L’Aubrac, donc… Faire le vide, ce n’est pas rien.
L’Aubrac, donc…
Cette étendue de hauts plateaux aux confins du Massif Central est l’endroit où je me suis senti le plus loin. Le paysage est médiéval, les villages rares, les maisons sombres aussi rudes que les vents d’hiver et les chemins, entourés par des murs de pierre qui n’ont pas bougé depuis le Moyen Âge, ramènent immédiatement à cette condition d’itinérance. Pas un pylône électrique, pas d’autoroute ni même de nationale : ici, rien ne rappelle le monde dans lequel nous vivons. A moins qu’il ne s’agisse, justement, de notre monde, celui que l’on a oublié mais qui constitue nos racines communes et séculaires.

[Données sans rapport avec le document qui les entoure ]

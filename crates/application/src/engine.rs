//! The fault-injection decision engine
//!
//! One invocation flows through four stages: fetch the experiments registered
//! for the checkpoint, match them against the invocation labels, dispatch to
//! a custom behavior if one is attached, and otherwise execute the first
//! matching experiment's effect.

use std::sync::Arc;
use std::time::Duration;

use domain::Experiment;
use tracing::{debug, instrument};

use crate::behavior::BehaviorOutcome;
use crate::error::EngineError;
use crate::executor;
use crate::invocation::{InvocationContext, InvocationResult};
use crate::ports::ExperimentSource;

const DEFAULT_MAX_LATENCY: Duration = Duration::from_secs(5);

/// Engine tuning knobs
#[derive(Debug, Clone, PartialEq, Eq)]
pub struct EngineConfig {
    /// Master switch; a disabled engine reports every invocation inactive
    pub enabled: bool,
    /// Upper bound any latency effect is clamped to
    pub max_latency: Duration,
}

impl Default for EngineConfig {
    fn default() -> Self {
        Self {
            enabled: true,
            max_latency: DEFAULT_MAX_LATENCY,
        }
    }
}

/// Request-scoped fault-injection engine
///
/// Stateless across invocations: every decision is a pure function of the
/// context and the experiment set current at fetch time, so concurrent
/// invocations never observe each other.
pub struct InjectionEngine {
    source: Arc<dyn ExperimentSource>,
    config: EngineConfig,
}

impl InjectionEngine {
    /// Create an engine with default configuration
    #[must_use]
    pub fn new(source: Arc<dyn ExperimentSource>) -> Self {
        Self {
            source,
            config: EngineConfig::default(),
        }
    }

    /// Override the configuration (builder style)
    #[must_use]
    pub fn with_config(mut self, config: EngineConfig) -> Self {
        self.config = config;
        self
    }

    /// Evaluate one invocation against the current experiment set
    ///
    /// Returns the matched experiments and the impact applied, or the
    /// injected fault when an `Exception` effect fires. When multiple
    /// experiments match, only the first one's effect is executed; the full
    /// matched list is reported either way.
    ///
    /// # Errors
    ///
    /// [`EngineError::Injected`] when an `Exception` effect fires, and
    /// [`EngineError::Behavior`] when an attached behavior fails.
    #[instrument(
        skip(self, ctx),
        fields(checkpoint = %ctx.checkpoint(), invocation_id = %ctx.invocation_id())
    )]
    pub async fn invoke(&self, ctx: &InvocationContext) -> Result<InvocationResult, EngineError> {
        if !self.config.enabled {
            debug!("engine disabled, skipping");
            return Ok(InvocationResult::inactive());
        }

        let experiments = self.source.fetch(ctx.checkpoint()).await;
        let matched: Vec<Experiment> = experiments
            .into_iter()
            .filter(|exp| exp.targets(ctx.labels()))
            .collect();

        if matched.is_empty() {
            debug!("no experiment matched");
            return Ok(InvocationResult::inactive());
        }
        debug!(
            matched = matched.len(),
            first = %matched[0].id,
            "experiments matched"
        );

        if let Some(behavior) = ctx.behavior() {
            match behavior.intercept(ctx, &matched).await? {
                BehaviorOutcome::Handled(impact) => {
                    debug!(behavior = behavior.name(), "behavior handled match");
                    return Ok(InvocationResult::matched(matched, impact));
                }
                BehaviorOutcome::Continue => {
                    debug!(behavior = behavior.name(), "behavior declined, using default");
                }
            }
        }

        let effect = matched[0].effect.clone();
        debug!(effect = effect.name(), experiment = %matched[0].id, "executing effect");
        let impact = executor::execute(&effect, self.config.max_latency).await?;
        Ok(InvocationResult::matched(matched, impact))
    }
}

// Manual impl: the source is not Debug.
impl std::fmt::Debug for InjectionEngine {
    fn fmt(&self, f: &mut std::fmt::Formatter<'_>) -> std::fmt::Result {
        f.debug_struct("InjectionEngine")
            .field("config", &self.config)
            .finish_non_exhaustive()
    }
}
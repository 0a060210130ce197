//! Chain addresses
//!
//! An [`Address`] is the raw 20-byte hash of a public key (or of a composite
//! key). It is only ever rendered through the checksummed codec in
//! [`codec`]; a value of any other length renders as the empty string.

pub mod codec;

use std::fmt;
use std::str::FromStr;

use serde::{Deserialize, Deserializer, Serialize, Serializer};

use crate::crypto::ADDRESS_LEN;

pub use codec::{
    decode, encode, is_valid, AddressError, ADDRESS_PREFIX, ADDRESS_TEXT_PREFIX, ADDRESS_VERSION,
};

/// Raw address bytes
#[derive(Clone, Default, PartialEq, Eq, Hash, PartialOrd, Ord)]
pub struct Address(Vec<u8>);

impl Address {
    /// Wrap raw bytes; the length is checked when rendering
    pub fn new(bytes: impl Into<Vec<u8>>) -> Self {
        Self(bytes.into())
    }

    /// The empty address (a missing sender or recipient)
    pub fn empty() -> Self {
        Self(Vec::new())
    }

    pub fn is_empty(&self) -> bool {
        self.0.is_empty()
    }

    pub fn as_bytes(&self) -> &[u8] {
        &self.0
    }

    /// Render through the codec, failing unless exactly 20 bytes
    pub fn encode(&self) -> Result<String, AddressError> {
        encode(&self.0)
    }

    /// Decode an address string, returning the address and its version byte
    pub fn decode(s: &str) -> Result<(Self, u8), AddressError> {
        let (raw, version) = decode(s)?;
        Ok((Self::from(raw), version))
    }

    /// Whether the payload has the 20 bytes an address string needs
    ///
    /// Length only; use [`is_valid`] to check an encoded string.
    pub fn has_valid_length(&self) -> bool {
        self.0.len() == ADDRESS_LEN
    }
}

impl From<[u8; ADDRESS_LEN]> for Address {
    fn from(raw: [u8; ADDRESS_LEN]) -> Self {
        Self(raw.to_vec())
    }
}

impl fmt::Display for Address {
    fn fmt(&self, f: &mut fmt::Formatter<'_>) -> fmt::Result {
        f.write_str(&self.encode().unwrap_or_default())
    }
}

impl fmt::Debug for Address {
    fn fmt(&self, f: &mut fmt::Formatter<'_>) -> fmt::Result {
        write!(f, "Address({})", hex::encode_upper(&self.0))
    }
}

impl FromStr for Address {
    type Err = AddressError;

    fn from_str(s: &str) -> Result<Self, Self::Err> {
        Self::decode(s).map(|(addr, _)| addr)
    }
}

impl Serialize for Address {
    fn serialize<S: Serializer>(&self, serializer: S) -> Result<S::Ok, S::Error> {
        serializer.collect_str(self)
    }
}

impl<'de> Deserialize<'de> for Address {
    fn deserialize<D: Deserializer<'de>>(deserializer: D) -> Result<Self, D::Error> {
        let s = String::deserialize(deserializer)?;
        if s.trim().is_empty() {
            return Ok(Self::empty());
        }
        s.parse().map_err(serde::de::Error::custom)
    }
}
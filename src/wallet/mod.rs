//! Wallet module for key holders and signing flows

pub mod wallet;

pub use wallet::{
    build_unsigned_transfer, check_private_key_address, encode_envelope, package_multisig,
    send_transfer, TransferRequest, Wallet, WalletError, WalletInfo,
};
/// Verify a complete set and wrap it as the transaction's only signature
pub fn package_multisig(
    config: &TxConfig,
    request: &TransferRequest,
    set: &SignatureSet,
) -> Result<StdTx, WalletError> {
    let sign_msg = build_unsigned_transfer(config, request)?;
    let composite = set.composite_key();
    let bytes = sign_msg.bytes()?;
    let set = set.verified(&bytes);
    composite.verify(&bytes, &set)?;

    let packed = set.to_multisignature_bytes();
    let signature = StdSignature::new(composite.clone(), packed);
    let tx = StdTx::new(sign_msg.msgs, sign_msg.fee, vec![signature], sign_msg.memo);
    tx.validate_basic()?;
    if !tx.verify_signatures(&bytes) {
        return Err(WalletError::SignerMismatch {
            sender: request.from.clone(),
            signer: composite.address().to_string(),
        });
    }

    log::info!(
        "Assembled {} multisig transfer from {}",
        composite.description(),
        composite.address()
    );
    Ok(tx)
}

/// Public wallet information (safe to share)
#[derive(Debug, Clone, Serialize, Deserialize)]
pub struct WalletInfo {
    pub address: Address,
    pub public_key: String,
}

impl From<&Wallet> for WalletInfo {
    fn from(wallet: &Wallet) -> Self {
        Self {
            address: wallet.address(),
            public_key: wallet.public_key(),
        }
    }
}

#[cfg(test)]
mod tests {
    use super::*;
    use crate::crypto::PublicKey;
    use std::cell::RefCell;

    const PRIV: &str = "da0bbe0acb8aae423de68a1a59379512d9d92ed453743592d6c3b2bc04252640";
    const PRIV_A: &str = "01ee5aa673f63fc906fb2dbc191438217c5e3f2646381b5e261be2d1f8479086";
    const PRIV_B: &str = "1f118af86fcab84f1a7d5204e0cdda351dcf759498e3550a858b56fc719f5521";
    const TO: &str = "HBCgKep1AQKT1x9KhsDUThyRzkRMkYYoCGT8";

    fn request(from: &str) -> TransferRequest {
        TransferRequest {
            denom: "hbc".into(),
            from: from.into(),
            to: TO.into(),
            memo: String::new(),
            amount: "104416451".into(),
            fee: "1".into(),
            sequence: 4,
        }
    }

    struct FixedSequence(u64);

    impl SequenceSource for FixedSequence {
        fn sequence(&self, _address: &Address) -> Result<u64, ClientError> {
            Ok(self.0)
        }
    }

    #[derive(Default)]
    struct RecordingBroadcaster {
        sent: RefCell<Vec<Vec<u8>>>,
    }

    impl Broadcaster for RecordingBroadcaster {
        fn broadcast(&self, envelope: &[u8]) -> Result<String, ClientError> {
            self.sent.borrow_mut().push(envelope.to_vec());
            Ok("ABCDEF".into())
        }
    }

    struct DownBroadcaster;

    impl Broadcaster for DownBroadcaster {
        fn broadcast(&self, _envelope: &[u8]) -> Result<String, ClientError> {
            Err(ClientError::Request("connection refused".into()))
        }
    }

    #[test]
    fn test_wallet_import() {
        let wallet = Wallet::from_private_key(PRIV).unwrap();
        assert_eq!(
            wallet.address().to_string(),
            "HBCb1bg1Y2qxRhVQBUxHE7nWcuKzbM7scrwU"
        );
        let info = WalletInfo::from(&wallet);
        assert_eq!(info.public_key, wallet.public_key());
    }

    #[test]
    fn test_check_private_key_address() {
        let key = hex::decode(PRIV).unwrap();
        assert!(check_private_key_address(&key, "HBCb1bg1Y2qxRhVQBUxHE7nWcuKzbM7scrwU").unwrap());
        assert!(!check_private_key_address(&key, TO).unwrap());
        assert!(check_private_key_address(&key[..31], TO).is_err());
        assert!(check_private_key_address(&key, "HBCnope").is_err());
    }

    #[test]
    fn test_fee_raised_to_minimum() {
        let config = TxConfig::default();
        let wallet = Wallet::from_private_key(PRIV).unwrap();
        let sign_msg = build_unsigned_transfer(&config, &request(&wallet.address().to_string())).unwrap();
        assert_eq!(sign_msg.fee.amount.amount_of("hbc"), config.min_fee);
        assert_eq!(sign_msg.fee.gas, config.gas_limit);
        assert_eq!(sign_msg.chain_id, "hbtc-testnet");

        let mut generous = request(&wallet.address().to_string());
        generous.fee = "5000000000000".into();
        let sign_msg = build_unsigned_transfer(&config, &generous).unwrap();
        assert_eq!(sign_msg.fee.amount.amount_of("hbc"), 5_000_000_000_000);
    }

    #[test]
    fn test_malformed_requests() {
        let config = TxConfig::default();
        let from = Wallet::new().address().to_string();

        let mut bad_to = request(&from);
        bad_to.to = "HBCb1bg1Y2qxRhVQBUxHE7nWcuKzbM7scrwV".into();
        assert!(matches!(
            build_unsigned_transfer(&config, &bad_to),
            Err(WalletError::AddressError(_))
        ));

        let mut bad_amount = request(&from);
        bad_amount.amount = "1e9".into();
        assert!(matches!(
            build_unsigned_transfer(&config, &bad_amount),
            Err(WalletError::TransactionError(TransactionError::InvalidAmount(_)))
        ));

        let mut zero = request(&from);
        zero.amount = "0".into();
        assert!(matches!(
            build_unsigned_transfer(&config, &zero),
            Err(WalletError::TransactionError(TransactionError::InvalidAmount(_)))
        ));
    }

    #[test]
    fn test_single_signer_transaction() {
        let config = TxConfig::default();
        let wallet = Wallet::from_private_key(PRIV).unwrap();
        let req = request(&wallet.address().to_string());
        let tx = wallet.create_transaction(&config, &req).unwrap();

        let bytes = build_unsigned_transfer(&config, &req).unwrap().bytes().unwrap();
        assert!(tx.verify_signatures(&bytes));

        // deterministic signing
        assert_eq!(tx, wallet.create_transaction(&config, &req).unwrap());

        let other = Wallet::new();
        assert!(matches!(
            other.create_transaction(&config, &req),
            Err(WalletError::SignerMismatch { .. })
        ));
    }

    #[test]
    fn test_two_party_multisig() {
        let config = TxConfig::default();
        let a = Wallet::from_private_key(PRIV_A).unwrap();
        let b = Wallet::from_private_key(PRIV_B).unwrap();
        let members: Vec<PublicKey> = [&a, &b].iter().map(|w| w.key_pair().public_key()).collect();
        let composite = CompositeKey::new(members, 2).unwrap();
        let req = request(&composite.address().to_string());

        let partial = a.partial_sign(&config, &req, &composite).unwrap();
        assert!(!partial.is_complete());

        // exchanged as JSON between the parties
        let wire = serde_json::to_string(&partial).unwrap();
        let received: SignatureSet = serde_json::from_str(&wire).unwrap();

        let tx = b.merge_multisig(&config, &req, &received).unwrap();
        let bytes = build_unsigned_transfer(&config, &req).unwrap().bytes().unwrap();
        assert!(tx.verify_signatures(&bytes));
        assert_eq!(tx.signatures.len(), 1);
    }

    #[test]
    fn test_merge_drops_unverified_peer_entries() {
        use base64::engine::general_purpose::STANDARD as BASE64;
        use base64::Engine;

        let config = TxConfig::default();
        let a = Wallet::from_private_key(PRIV_A).unwrap();
        let b = Wallet::from_private_key(PRIV_B).unwrap();
        let c = Wallet::new();
        let members: Vec<PublicKey> = [&a, &b, &c].iter().map(|w| w.key_pair().public_key()).collect();
        let composite = CompositeKey::new(members, 2).unwrap();
        let req = request(&composite.address().to_string());

        let partial = a.partial_sign(&config, &req, &composite).unwrap();
        let mut json = serde_json::to_value(&partial).unwrap();
        json["signatures"]["1"] = serde_json::Value::String(BASE64.encode([7u8; 64]));
        json["signatures"]["2"] = serde_json::Value::String(BASE64.encode([9u8; 64]));
        let received: SignatureSet = serde_json::from_value(json).unwrap();
        assert_eq!(received.len(), 3);

        let tx = b.merge_multisig(&config, &req, &received).unwrap();
        let bytes = build_unsigned_transfer(&config, &req).unwrap().bytes().unwrap();
        assert!(tx.verify_signatures(&bytes));

        let packed = SignatureSet::from_multisignature_bytes(&composite, &tx.signatures[0].signature).unwrap();
        assert_eq!(packed.iter().map(|(i, _)| i).collect::<Vec<_>>(), vec![0, 1]);

        // packaging the forged set directly keeps only what verifies
        assert!(matches!(
            package_multisig(&config, &req, &received),
            Err(WalletError::MultisigError(MultisigError::ThresholdNotMet { have: 1, need: 2 }))
        ));
    }

    #[test]
    fn test_merge_below_threshold() {
        let config = TxConfig::default();
        let a = Wallet::from_private_key(PRIV_A).unwrap();
        let b = Wallet::from_private_key(PRIV_B).unwrap();
        let c = Wallet::new();
        let members: Vec<PublicKey> = [&a, &b, &c].iter().map(|w| w.key_pair().public_key()).collect();
        let composite = CompositeKey::new(members, 3).unwrap();
        let req = request(&composite.address().to_string());

        let partial = a.partial_sign(&config, &req, &composite).unwrap();
        assert!(matches!(
            b.merge_multisig(&config, &req, &partial),
            Err(WalletError::MultisigError(MultisigError::ThresholdNotMet { have: 2, need: 3 }))
        ));
    }

    #[test]
    fn test_send_uses_fetched_sequence() {
        let config = TxConfig::default();
        let wallet = Wallet::from_private_key(PRIV).unwrap();
        let broadcaster = RecordingBroadcaster::default();

        let hash = send_transfer(
            &config,
            &request(&wallet.address().to_string()),
            &FixedSequence(42),
            &broadcaster,
            |config, req| {
                assert_eq!(req.sequence, 42);
                wallet.create_transaction(config, req)
            },
        )
        .unwrap();
        assert_eq!(hash, "ABCDEF");

        let sent = broadcaster.sent.borrow();
        let envelope: serde_json::Value = serde_json::from_slice(&sent[0]).unwrap();
        assert_eq!(envelope["mode"], "sync");
        assert_eq!(envelope["tx"]["signatures"].as_array().unwrap().len(), 1);
    }

    #[test]
    fn test_send_reports_transport_failure() {
        let config = TxConfig::default();
        let wallet = Wallet::from_private_key(PRIV).unwrap();
        let result = send_transfer(
            &config,
            &request(&wallet.address().to_string()),
            &FixedSequence(0),
            &DownBroadcaster,
            |config, req| wallet.create_transaction(config, req),
        );
        assert!(matches!(
            result,
            Err(WalletError::ClientError(ClientError::Request(_)))
        ));
    }
}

Ici, le rythme des pas n’a rien en commun avec un jogging, ni même avec une balade. On marche pour aller à un endroit que l’on quittera dès le lendemain pour un autre, et ainsi de suite, jusqu’aux confins de la Galice au Cap Fisterra, en Espagne. On muscle sa capacité à ressentir, à réfléchir, à méditer et tant mieux si on perd aussi des kilos. Mais ce chemin n’a pas d’autre objectif que lui-même. Ou plutôt si : un objectif très lointain, tellement lointain - la ville de Compostelle - qu’y penser ne ferait que décourager les plus volontaires. Non, sur ce chemin, on marche pour aller dormir ailleurs. Et demain, on recommencera. Et c’est tout. Comprenez : et c’est TOUT ce qu’il nous faut pour respirer, être attentif au moindre détail, aux moindres senteurs, à la terre humide après une averse, au son des cloches qui annoncent la fin de l’étape. Se vider la tête avant de la remplir d’autres choses, c’est comme faire un reset sur une de nos cochonneries numériques. On efface le superflu pour pouvoir inscrire de nouvelles données qu’on espère plus utiles que les précédentes, parce que le disque dur est plein de merde, et ça finit par nous faire tourner en boucle. En fait : c’est vider la poubelle, mais dans la tête. Et la marche, au rythme d’un long chemin, est un des moyens, sans doute le meilleur, pour se vider l’esprit de toute considération inutile. Drôle d’expression pour parler de quelque chose d’aussi essentiel ! Vider n’est pourtant pas un mot très glorieux… Je suis vidé, mon compte en banque est vide, un vide intersidéral : tous ces mots qui parlent du vide pour exprimer le rien. C’est tout le contraire lorsqu’il s’agit de vider le superflu. Faire le vide, ça n’est pas rien.
L’Aubrac, encore…
C’est donc l’esprit disponible, sur ces plateaux d’Aubrac, que j’ai eu mes plus étranges émotions, occupé à observer l’incroyable travail d’une araignée en train de faire sa toile, mise en valeur par la rosée du matin. Pardon d’y revenir, mais avec cent mille soucis dans la tête, on a tous autre chose à faire qu’à se demander si ses huit yeux lui servent à quelque chose lorsqu’elle fait sa toile. Et, pour la première fois : ni l’envie de l’écraser, ni de répulsion phobique. Juste cette question qui reste en suspens : qu’avait donc fumé le Bon Dieu pour créer une bestiole avec huit pattes, huit yeux, et qui crache de la soie avec son cul ? Au-delà de ces considérations entomologistes, le chemin laisse le temps de s’étonner sur tout, sans aucune limite, ni de temps, ni d’espace. Un bourgeon qui annonce la renaissance, une vache Aubrac qui regarde paisiblement passer les pèlerins à défaut de pouvoir regarder les trains, absents de cette campagne millénaire comme tout autre signe de civilisation. Et c’est une richesse plus précieuse qu’une montre suisse. Car l’heure, sur ce chemin, n’a de valeur que lorsque le jour tombe. Seule, la nuit empêche d’avancer. Et la nuit retrouve sa fonction première : dormir, et se reposer pour mieux repartir demain.